NORFOLK, Va. - The military is grappling with increasing suicides among active-duty service members, but defense leaders say it's too early to tell what impact the COVID-19 pandemic is having on suicide rates.
The 2019 annual Defense Department suicide report released this month shows overall deaths by suicide up over the past five years.
Dr. Karin Orvis, Director, Defense Suicide Prevention Office, told reporters during a Pentagon briefing that it was too soon to know what 2020 numbers will look like.
"It's too early to determine whether suicide rates will increase for calendar year 2020. We'll need to have the full year of data and investigations completed to determine the cause of death," she stated.
Military and civilian leaders have stressed the importance of mental health in 2020, a year that's seen dramatic changes to socialization thanks to the pandemic.
"We do recognize the potential impact of COVID-19 on the wellbeing of our service members and families. We're closely monitoring potential impacts and taking actions in advance," Orvis added.
During a separate Pentagon briefing, Chief of Staff of the Army General James McConville was asked about the impact the pandemic has had on soldiers and suicide.

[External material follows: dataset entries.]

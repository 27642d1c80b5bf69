//! Realtime room access
//!
//! - `naming`: room names, identities, dispatch matching
//! - `credential`: minting and reading room credentials
//! - `client`: credential providers (in-process issuer, HTTP endpoint)
//! - `transport`: the room connection contract
//! - `media`: local media stream handle

pub mod client;
pub mod credential;
pub mod media;
pub mod naming;
pub mod transport;

pub use client::{CredentialProvider, HttpCredentialClient, TokenRequest, TokenResponse};
pub use credential::{decode_claims, AccessClaims, AccessIssuer, RoomCredential, VideoGrant};
pub use media::{DetachedMedia, LocalMedia};
pub use naming::{AgentDispatch, DispatchRule, WorkerRegistration};
pub use transport::{
    DisconnectReason, ParticipantInfo, RoomConnection, RoomEvent, RoomTransport, TextStreamHeader,
};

"I would argue at least my sense is it is having an effect because it disconnects people. When we look at the after-action reports of soldiers who have died of suicide, it tends to be situations where relationships have gone bad, where they start to feel that they don’t belong, that they are a burden. One of the initiatives that we have is to give time back to our junior leaders so they can build these cohesive teams where everyone feels they are part of the team and when there’s an issue, they know who to go to," he commented.